1

I have an exponential filter, written in c, that is used to filter an output value towards an input value, given a time-base and time-constant.

void Exp_Filt(float In, float *Out, float time_base, float time_constant) {
  *Out = In + ((*Out - In) * expf(-time_base / time_constant));
}

My problem is, if In==0, Out!=0, and time_base is significantly less than time_constant (both of which are >0), then Out will never reach the value of 0.0 no matter how many times Exp_Filt is called.

For example, the following loop will run forever:

for (float Out = 1.0f; Out != 0.0f;)
{
  Exp_Filt(0.0f, &Out, 0.1f, 1.0f);
}

Is there any way to account for the precision round-off error of IEEE 754 32bit floating-point that is keeping Out from reaching 0 without needing a multitude of conditional statements?

Adam
  • 562
  • 2
  • 15
  • [How dangerous is it to compare floating point values?](https://stackoverflow.com/questions/10334688/how-dangerous-is-it-to-compare-floating-point-values/10335601) – tshiono Aug 09 '21 at 23:03
  • Filters are generally used to model or control physical phenomena. At some point, the difference between `Out` and its target `In` becomes physically insignificant—a sound difference is below human ability to distinguish, a radio signal is lost in the noise, a machine cannot be controlled so precisely. Generally, `Out != 0.0f` can be replaced by `fabsf(Out-In) < threshold`. But what is the context in which this appears? If the goal were simply to achieve the final state of `for (float Out = 1.0f; Out != 0.0f;){ Exp_Filt(0.0f, &Out, 0.1f, 1.0f); }`, then it is easily done with `Out = In`. – Eric Postpischil Aug 09 '21 at 23:12
  • After some iterations you are multiplying `pow(2,min_exp)` by a number between 1 and 0.5, which gets rounded up to `pow(2,min_exp)` (under most rounding behaviors). – chtz Aug 09 '21 at 23:20
  • @chtz: That is fairly apparent; the question is what to do about it. Also, “`min_exp`” is commonly regarded to be the exponent for the minimum normal value, as in the C Standard’s `FLT_MIN_EXP` (modulo scaling of the significand). The value in question is the minimum positive value, 2^(1-p+minimum exponent), where p is the precision (number of bits in the significand). – Eric Postpischil Aug 09 '21 at 23:24

2 Answers2

0

Is there any way to account for the precision round-off error of IEEE 754 32bit floating-point that is keeping Out from reaching 0 without needing a multitude of conditional statements?

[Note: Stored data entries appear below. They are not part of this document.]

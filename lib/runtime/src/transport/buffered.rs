// SPDX-FileCopyrightText: Copyright (c) 2024-2026 NVIDIA CORPORATION & AFFILIATES. All rights reserved.
// SPDX-License-Identifier: Apache-2.0

//! Batched fire-and-forget sends.
//!
//! Small messages bound for one target are coalesced into a single write,
//! flushed when the buffer crosses a soft byte threshold, when it has aged
//! past a soft time threshold, or on an explicit [`BufferedSender::flush`].
//! Frames are self-delimiting, so batching is pure write coalescing and
//! per-target FIFO order is preserved.

use std::sync::Arc;

use bytes::BytesMut;
use tokio::sync::Mutex;
use tokio_util::sync::CancellationToken;

use super::client::MailboxClient;
use super::{FrameCodec, FrameType, RequestEnvelope, TransportError};
use crate::mailbox::codec;

pub struct BufferedSender {
    target: String,
    address: String,
    client: Arc<MailboxClient>,
    buf: Arc<Mutex<BytesMut>>,
    batch_bytes: usize,
    cancel: CancellationToken,
}

impl BufferedSender {
    /// Resolve `target` and start the background flusher.
    pub async fn new(
        client: Arc<MailboxClient>,
        target: impl Into<String>,
    ) -> Result<BufferedSender, TransportError> {
        let target = target.into();
        let address = client.resolve_address(&target).await?;

        let batch_bytes = client.config().batch_bytes;
        let batch_delay = client.config().batch_delay;

        let buf = Arc::new(Mutex::new(BytesMut::new()));
        let cancel = CancellationToken::new();

        // Time-threshold flusher.
        {
            let buf = buf.clone();
            let client = client.clone();
            let address = address.clone();
            let cancel = cancel.child_token();
            tokio::spawn(async move {
                let mut ticker = tokio::time::interval(batch_delay);
                ticker.set_missed_tick_behavior(tokio::time::MissedTickBehavior::Skip);
                loop {
                    tokio::select! {
                        _ = cancel.cancelled() => break,
                        _ = ticker.tick() => {}
                    }
                    if let Err(e) = flush_buffer(&client, &address, &buf).await {
                        tracing::debug!(error = %e, "buffered flush failed");
                    }
                }
            });
        }

        Ok(BufferedSender {
            target,
            address,
            client,
            buf,
            batch_bytes,
            cancel,
        })
    }

    pub fn target(&self) -> &str {
        &self.target
    }

    /// Queue `msg` for the target. No completion is awaited; a remote ack,
    /// if any, is dropped on arrival.
    pub async fn send<T: serde::Serialize + 'static>(&self, msg: &T) -> Result<(), TransportError> {
        let (type_name, payload) = codec::encode_message(msg)?;
        let envelope = RequestEnvelope {
            id: self.client.next_request_id(),
            receiver: self.target.clone(),
            type_name,
            deadline_unix_nanos: None,
        };
        let header = serde_json::to_vec(&envelope)?;

        let should_flush = {
            let mut buf = self.buf.lock().await;
            FrameCodec::encode_frame(&mut buf, FrameType::Request, &header, &payload)?;
            buf.len() >= self.batch_bytes
        };

        if should_flush {
            self.flush().await?;
        }
        Ok(())
    }

    /// Force emission of everything queued.
    pub async fn flush(&self) -> Result<(), TransportError> {
        flush_buffer(&self.client, &self.address, &self.buf).await
    }

    /// Flush and stop the background flusher.
    pub async fn close(self) -> Result<(), TransportError> {
        self.cancel.cancel();
        self.flush().await
    }
}

impl Drop for BufferedSender {
    fn drop(&mut self) {
        self.cancel.cancel();
    }
}

async fn flush_buffer(
    client: &MailboxClient,
    address: &str,
    buf: &Mutex<BytesMut>,
) -> Result<(), TransportError> {
    // Hold the lock across the write handoff so concurrent flushes cannot
    // reorder batches.
    let mut buf = buf.lock().await;
    if buf.is_empty() {
        return Ok(());
    }
    let bytes = buf.split().freeze();
    let conn = client.connection(address).await?;
    conn.writer
        .send(bytes)
        .await
        .map_err(|_| TransportError::Disconnected)
}
// SPDX-FileCopyrightText: Copyright (c) 2024-2026 NVIDIA CORPORATION & AFFILIATES. All rights reserved.
// SPDX-License-Identifier: Apache-2.0

//! The [Runtime] is the process-wide context shared by every component on a
//! peer. It holds the primary [`CancellationToken`] from which all component
//! tokens descend, and coordinates phased shutdown: stop accepting new work,
//! drain gracefully, then cancel everything still running.

use std::sync::Arc;

use tokio_util::sync::CancellationToken;

use crate::utils::GracefulShutdownTracker;

#[derive(Debug, Clone)]
pub struct Runtime {
    id: Arc<String>,
    cancellation_token: CancellationToken,
    endpoint_shutdown_token: CancellationToken,
    graceful_shutdown_tracker: Arc<GracefulShutdownTracker>,
}

impl Runtime {
    pub fn new() -> Runtime {
        let id = Arc::new(uuid::Uuid::new_v4().to_string());

        let cancellation_token = CancellationToken::new();

        // endpoint shutdown token is a child of the main token
        let endpoint_shutdown_token = cancellation_token.child_token();

        Runtime {
            id,
            cancellation_token,
            endpoint_shutdown_token,
            graceful_shutdown_tracker: Arc::new(GracefulShutdownTracker::new()),
        }
    }

    /// Unique identifier for this [`Runtime`] instance.
    pub fn id(&self) -> &str {
        &self.id
    }

    /// The primary [`CancellationToken`]. Cancelled last, after graceful
    /// endpoints have drained.
    pub fn primary_token(&self) -> CancellationToken {
        self.cancellation_token.clone()
    }

    /// Creates a child token tied to the endpoint shutdown phase.
    pub fn child_token(&self) -> CancellationToken {
        self.endpoint_shutdown_token.child_token()
    }

    pub(crate) fn graceful_shutdown_tracker(&self) -> Arc<GracefulShutdownTracker> {
        self.graceful_shutdown_tracker.clone()
    }

    /// Shut the runtime down in phases.
    pub fn shutdown(&self) {
        tracing::info!("runtime shutdown initiated");

        let tracker = self.graceful_shutdown_tracker.clone();
        let main_token = self.cancellation_token.clone();
        let endpoint_token = self.endpoint_shutdown_token.clone();

        tokio::spawn(async move {
            // Phase 1: stop accepting new requests
            endpoint_token.cancel();

            // Phase 2: wait for graceful endpoints to complete
            let count = tracker.get_count();
            tracing::info!(active = count, "waiting for graceful endpoints");
            if count != 0 {
                tracker.wait_for_completion().await;
            }

            // Phase 3: disconnect everything else
            main_token.cancel();
        });
    }
}

impl Default for Runtime {
    fn default() -> Self {
        Self::new()
    }
}
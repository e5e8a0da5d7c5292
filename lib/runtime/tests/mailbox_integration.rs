// SPDX-FileCopyrightText: Copyright (c) 2024-2026 NVIDIA CORPORATION & AFFILIATES. All rights reserved.
// SPDX-License-Identifier: Apache-2.0

//! End-to-end mailbox transport tests over loopback TCP, using a static
//! directory so no coordination store is needed.

use std::sync::Arc;
use std::time::Duration;

use serde::{Deserialize, Serialize};
use tokio::sync::{mpsc, oneshot};

use lattice_runtime::config::RuntimeConfig;
use lattice_runtime::mailbox::{register_message, Mailbox};
use lattice_runtime::registry::{Directory, RegistryError, StaticDirectory};
use lattice_runtime::transport::{
    BufferedSender, MailboxClient, MailboxServer, TransportError,
};

#[derive(Debug, Clone, PartialEq, Serialize, Deserialize)]
struct EchoMsg {
    seq: u64,
    body: String,
}

#[derive(Debug, Clone, PartialEq, Serialize, Deserialize)]
struct EchoReply {
    seq: u64,
}

static REGISTER: std::sync::Once = std::sync::Once::new();

fn register_codecs() {
    REGISTER.call_once(|| {
        register_message::<EchoMsg>("EchoMsg").unwrap();
        register_message::<EchoReply>("EchoReply").unwrap();
    });
}

async fn setup() -> (MailboxServer, Arc<StaticDirectory>, Arc<MailboxClient>) {
    register_codecs();
    let server = MailboxServer::bind("127.0.0.1:0").await.unwrap();
    let directory = Arc::new(StaticDirectory::new(server.local_addr().to_string()));
    let client = Arc::new(MailboxClient::new(
        directory.clone(),
        RuntimeConfig::default(),
    ));
    (server, directory, client)
}

fn echo(seq: u64) -> EchoMsg {
    EchoMsg {
        seq,
        body: "hello".to_string(),
    }
}

#[tokio::test]
async fn test_request_response_round_trip() {
    let (server, directory, client) = setup().await;

    let mut mailbox = Mailbox::new(directory, &server, "echo", 16).await.unwrap();
    tokio::spawn(async move {
        while let Some(req) = mailbox.recv().await {
            let seq = req.msg_as::<EchoMsg>().unwrap().seq;
            req.respond(&EchoReply { seq }).await.unwrap();
        }
    });

    let reply = client.request("echo", &echo(7)).await.unwrap();
    assert!(!reply.is_ack());
    assert_eq!(reply.msg_as::<EchoReply>().unwrap().seq, 7);
}

#[tokio::test]
async fn test_ack_and_second_completion_rejected() {
    let (server, directory, client) = setup().await;

    let mut mailbox = Mailbox::new(directory, &server, "acker", 16).await.unwrap();
    let (verdict_tx, verdict_rx) = oneshot::channel();
    tokio::spawn(async move {
        let req = mailbox.recv().await.unwrap();
        req.ack().await.unwrap();
        // Second completion must lose.
        let second = req.respond(&EchoReply { seq: 0 }).await;
        let _ = verdict_tx.send(matches!(
            second,
            Err(TransportError::AlreadyResponded)
        ));
    });

    let reply = client.request("acker", &echo(1)).await.unwrap();
    assert!(reply.is_ack());
    assert!(verdict_rx.await.unwrap());
}

#[tokio::test]
async fn test_full_queue_returns_busy() {
    let (server, directory, client) = setup().await;

    // Capacity one and nobody draining: the first request parks in the
    // queue, the second is rejected immediately.
    let _mailbox = Mailbox::new(directory, &server, "jammed", 1).await.unwrap();

    let first_client = client.clone();
    let first = tokio::spawn(async move {
        first_client
            .request_timeout("jammed", &echo(1), Duration::from_millis(300))
            .await
    });

    // Let the first request land.
    tokio::time::sleep(Duration::from_millis(100)).await;

    let err = client.request("jammed", &echo(2)).await.unwrap_err();
    assert!(matches!(err, TransportError::Busy));

    let first_outcome = first.await.unwrap();
    assert!(matches!(first_outcome, Err(TransportError::Timeout)));
}

#[tokio::test]
async fn test_unknown_mailbox() {
    let (server, directory, client) = setup().await;

    // The directory knows the name but no mailbox is bound to it.
    directory.insert("ghost", server.local_addr().to_string());

    let err = client.request("ghost", &echo(1)).await.unwrap_err();
    assert!(matches!(err, TransportError::UnknownMailbox(_)));
}

#[tokio::test]
async fn test_closed_mailbox_is_deregistered() {
    let (server, directory, client) = setup().await;

    let mailbox = Mailbox::new(directory, &server, "closing", 4).await.unwrap();
    mailbox.close().await.unwrap();

    let err = client.request("closing", &echo(1)).await.unwrap_err();
    assert!(matches!(
        err,
        TransportError::Registry(RegistryError::NotFound)
    ));
}

#[tokio::test]
async fn test_dropped_mailbox_is_deregistered() {
    let (server, directory, client) = setup().await;

    {
        let _mailbox = Mailbox::new(directory.clone(), &server, "dropped", 4)
            .await
            .unwrap();
        // Dropped without close(), as a panicking or descheduled actor
        // would.
    }

    // Drop deregisters on a background task; poll until the name is gone.
    let deadline = tokio::time::Instant::now() + Duration::from_secs(1);
    loop {
        if directory.lookup("dropped").await.is_err() {
            break;
        }
        assert!(
            tokio::time::Instant::now() < deadline,
            "dropped mailbox never deregistered"
        );
        tokio::time::sleep(Duration::from_millis(10)).await;
    }

    let err = client.request("dropped", &echo(1)).await.unwrap_err();
    assert!(matches!(
        err,
        TransportError::Registry(RegistryError::NotFound)
    ));
}

#[tokio::test]
async fn test_silent_handler_times_out() {
    let (server, directory, client) = setup().await;

    let mut mailbox = Mailbox::new(directory, &server, "silent", 4).await.unwrap();
    tokio::spawn(async move {
        while let Some(req) = mailbox.recv().await {
            // Dropping the request without completing it sends nothing.
            drop(req);
        }
    });

    let err = client
        .request_timeout("silent", &echo(1), Duration::from_millis(150))
        .await
        .unwrap_err();
    assert!(matches!(err, TransportError::Timeout));
}

#[tokio::test]
async fn test_duplicate_name_rejected() {
    let (server, directory, client) = setup().await;
    drop(client);

    let _first = Mailbox::new(directory.clone(), &server, "dup", 4)
        .await
        .unwrap();
    let err = Mailbox::new(directory, &server, "dup", 4).await.unwrap_err();
    assert!(matches!(
        err,
        TransportError::Registry(RegistryError::AlreadyRegistered)
    ));
}

#[tokio::test]
async fn test_buffered_send_flush_preserves_order() {
    let (server, directory, client) = setup().await;

    let mut mailbox = Mailbox::new(directory, &server, "sink", 100).await.unwrap();
    let (seen_tx, mut seen_rx) = mpsc::channel(100);
    tokio::spawn(async move {
        while let Some(req) = mailbox.recv().await {
            let seq = req.msg_as::<EchoMsg>().unwrap().seq;
            let _ = seen_tx.send(seq).await;
            let _ = req.ack().await;
        }
    });

    let buffered = BufferedSender::new(client, "sink").await.unwrap();
    buffered.send(&echo(1)).await.unwrap();
    buffered.send(&echo(2)).await.unwrap();
    buffered.send(&echo(3)).await.unwrap();
    buffered.flush().await.unwrap();

    for want in 1..=3u64 {
        let got = tokio::time::timeout(Duration::from_secs(1), seen_rx.recv())
            .await
            .unwrap()
            .unwrap();
        assert_eq!(got, want);
    }
}

#[tokio::test]
async fn test_buffered_send_flushes_on_byte_threshold() {
    let (server, directory, client) = setup().await;

    let mut mailbox = Mailbox::new(directory, &server, "bulk", 100).await.unwrap();
    let (seen_tx, mut seen_rx) = mpsc::channel(10);
    tokio::spawn(async move {
        while let Some(req) = mailbox.recv().await {
            let seq = req.msg_as::<EchoMsg>().unwrap().seq;
            let _ = seen_tx.send(seq).await;
        }
    });

    let buffered = BufferedSender::new(client, "bulk").await.unwrap();
    // One message larger than the byte threshold flushes on its own, with
    // no explicit flush call.
    let big = EchoMsg {
        seq: 9,
        body: "x".repeat(4096),
    };
    buffered.send(&big).await.unwrap();

    let got = tokio::time::timeout(Duration::from_secs(1), seen_rx.recv())
        .await
        .unwrap()
        .unwrap();
    assert_eq!(got, 9);
}

#[tokio::test]
async fn test_buffered_send_flushes_on_time_threshold() {
    let (server, directory, client) = setup().await;

    let mut mailbox = Mailbox::new(directory, &server, "drip", 100).await.unwrap();
    let (seen_tx, mut seen_rx) = mpsc::channel(10);
    tokio::spawn(async move {
        while let Some(req) = mailbox.recv().await {
            let seq = req.msg_as::<EchoMsg>().unwrap().seq;
            let _ = seen_tx.send(seq).await;
        }
    });

    let buffered = BufferedSender::new(client, "drip").await.unwrap();
    // Small message, no flush: the 50ms timer must emit it.
    buffered.send(&echo(5)).await.unwrap();

    let got = tokio::time::timeout(Duration::from_secs(1), seen_rx.recv())
        .await
        .unwrap()
        .unwrap();
    assert_eq!(got, 5);
}
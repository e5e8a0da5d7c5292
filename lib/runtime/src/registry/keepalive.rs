// SPDX-FileCopyrightText: Copyright (c) 2024-2026 NVIDIA CORPORATION & AFFILIATES. All rights reserved.
// SPDX-License-Identifier: Apache-2.0

//! Background heartbeating of the registry lease.
//!
//! Transient failures are retried with exponential backoff for up to one
//! lease duration since the last confirmed heartbeat. A closed keepalive
//! stream, a remotely revoked lease, or a retry window that runs dry all put
//! the registry into its terminal failed state.

use std::sync::Arc;
use std::time::{Duration, Instant};

use tokio_util::sync::CancellationToken;

use super::Shared;
use crate::config::HEARTBEATS_PER_LEASE;

/// Counts of keepalive outcomes since `start`.
#[derive(Debug, Clone, Copy, Default, PartialEq, Eq)]
pub struct KeepAliveStats {
    pub success: u64,
    pub failure: u64,
}

pub(super) async fn run(
    client: etcd_client::Client,
    lease_id: i64,
    lease_duration: Duration,
    shared: Arc<Shared>,
    cancel: CancellationToken,
) {
    let interval = lease_duration / HEARTBEATS_PER_LEASE;
    let mut backoff = interval / 2;
    let mut last_success = Instant::now();

    'reconnect: loop {
        if cancel.is_cancelled() {
            return;
        }

        let mut c = client.clone();
        let (mut keeper, mut stream) = match c.lease_keep_alive(lease_id).await {
            Ok(pair) => pair,
            Err(e) => {
                shared.record_failure();
                tracing::warn!(lease_id, error = %e, "keepalive stream open failed");
                if retry_exhausted(last_success, lease_duration) {
                    break 'reconnect;
                }
                tokio::select! {
                    _ = cancel.cancelled() => return,
                    _ = tokio::time::sleep(backoff) => {}
                }
                backoff = (backoff * 2).min(lease_duration);
                continue 'reconnect;
            }
        };

        let mut ticker = tokio::time::interval(interval);
        ticker.set_missed_tick_behavior(tokio::time::MissedTickBehavior::Skip);

        loop {
            tokio::select! {
                _ = cancel.cancelled() => return,
                _ = ticker.tick() => {}
            }

            if let Err(e) = keeper.keep_alive().await {
                shared.record_failure();
                tracing::warn!(lease_id, error = %e, "keepalive send failed");
                if retry_exhausted(last_success, lease_duration) {
                    break 'reconnect;
                }
                tokio::select! {
                    _ = cancel.cancelled() => return,
                    _ = tokio::time::sleep(backoff) => {}
                }
                backoff = (backoff * 2).min(lease_duration);
                continue 'reconnect;
            }

            match stream.message().await {
                Ok(Some(resp)) if resp.ttl() > 0 => {
                    shared.record_success();
                    last_success = Instant::now();
                    backoff = interval / 2;
                }
                Ok(Some(_)) => {
                    // TTL of zero means the lease was revoked remotely.
                    tracing::error!(lease_id, "lease revoked remotely");
                    break 'reconnect;
                }
                Ok(None) => {
                    tracing::error!(lease_id, "keepalive stream closed");
                    break 'reconnect;
                }
                Err(e) => {
                    shared.record_failure();
                    tracing::warn!(lease_id, error = %e, "keepalive response failed");
                    if retry_exhausted(last_success, lease_duration) {
                        break 'reconnect;
                    }
                    tokio::select! {
                        _ = cancel.cancelled() => return,
                        _ = tokio::time::sleep(backoff) => {}
                    }
                    backoff = (backoff * 2).min(lease_duration);
                    continue 'reconnect;
                }
            }
        }
    }

    if !cancel.is_cancelled() {
        shared.mark_failed();
        tracing::error!(lease_id, "registry entered failed state, lease lost");
    }
}

fn retry_exhausted(last_success: Instant, lease_duration: Duration) -> bool {
    last_success.elapsed() > lease_duration
}
// SPDX-FileCopyrightText: Copyright (c) 2024-2026 NVIDIA CORPORATION & AFFILIATES. All rights reserved.
// SPDX-License-Identifier: Apache-2.0

//! Cluster membership, leadership, and schedule distribution.
//!
//! Every peer self-registers under `<grid>/peers/<peer-name>` and watches
//! that prefix. Peers elect a leader through a KV lease; the leader computes
//! actor placement whenever membership changes and publishes the resulting
//! [`PeerState`] at `<grid>/state`. Followers accept only monotonically
//! newer states and converge their local actor runtime on their slice of
//! the schedule.
//!
//! Failure detection is bounded by `heart_timeout`: registry leases are
//! clamped to it, so a dead peer's presence key (and the `Timeout` health
//! transition it triggers) is observed within one heart timeout, and the
//! leader key lives under its own lease with that TTL, so a replacement
//! leader is elected within the same window.

mod election;
mod sched;

pub use election::{Election, LeaderRecord};
pub use sched::{peer_sched, ActorSpec, Instance, PeerSched, SETTING_PARTS, SETTING_SLOT};

use std::collections::{BTreeMap, HashMap, HashSet};
use std::sync::Arc;

use etcd_client::WatchOptions;
use parking_lot::Mutex;
use serde::{Deserialize, Serialize};
use tokio_util::sync::CancellationToken;

use crate::actor::{ActorContext, ActorError, ActorRuntime};
use crate::config::RuntimeConfig;
use crate::registry::{EventType, Registry};
use crate::runtime::Runtime;
use crate::transport::{MailboxClient, MailboxServer};
use crate::utils;
use crate::Result;

#[derive(Debug, Clone, Copy, PartialEq, Eq, Serialize, Deserialize)]
pub enum Rank {
    Leader,
    Follower,
}

#[derive(Debug, Clone, Copy, PartialEq, Eq, Serialize, Deserialize)]
pub enum Health {
    Active,
    Timeout,
}

/// A member of the cluster.
#[derive(Debug, Clone, PartialEq, Eq, Serialize, Deserialize)]
pub struct Peer {
    #[serde(rename = "Name")]
    pub name: String,
    #[serde(rename = "Rank")]
    pub rank: Rank,
    #[serde(rename = "Health")]
    pub health: Health,
    #[serde(rename = "LastSeen")]
    pub last_seen_unix: i64,
}

impl Peer {
    fn new(name: impl Into<String>) -> Peer {
        Peer {
            name: name.into(),
            rank: Rank::Follower,
            health: Health::Active,
            last_seen_unix: utils::unix_nanos(),
        }
    }
}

expf(-0.1f / 1.0f) is 0.904837..., so any multiplication of FLT_TRUE_MIN will, with round-to-nearest, rounds to FLT_TRUE_MIN, so we are stuck in a loop.

An alternative to is to use Monte Carlo rounding

void Exp_Filt_MC(float In, float *Out, float time_base, float time_constant) {
  if (rand()&1) {
    fesetround(FE_UPWARD);
  } else {
    fesetround(FE_DOWNWARD);
  }
  *Out = In + ((*Out - In) * expf(-time_base / time_constant));

  // Note 
  // Better could would restore the rounding mode of function entry.
}

This will eventually exit the loop as sometimes FLT_TRUE_MIN*0.904837 will be 0.0.

There are variations on a theme possible here or limiting to only do this when (*Out - In) is sub-normal.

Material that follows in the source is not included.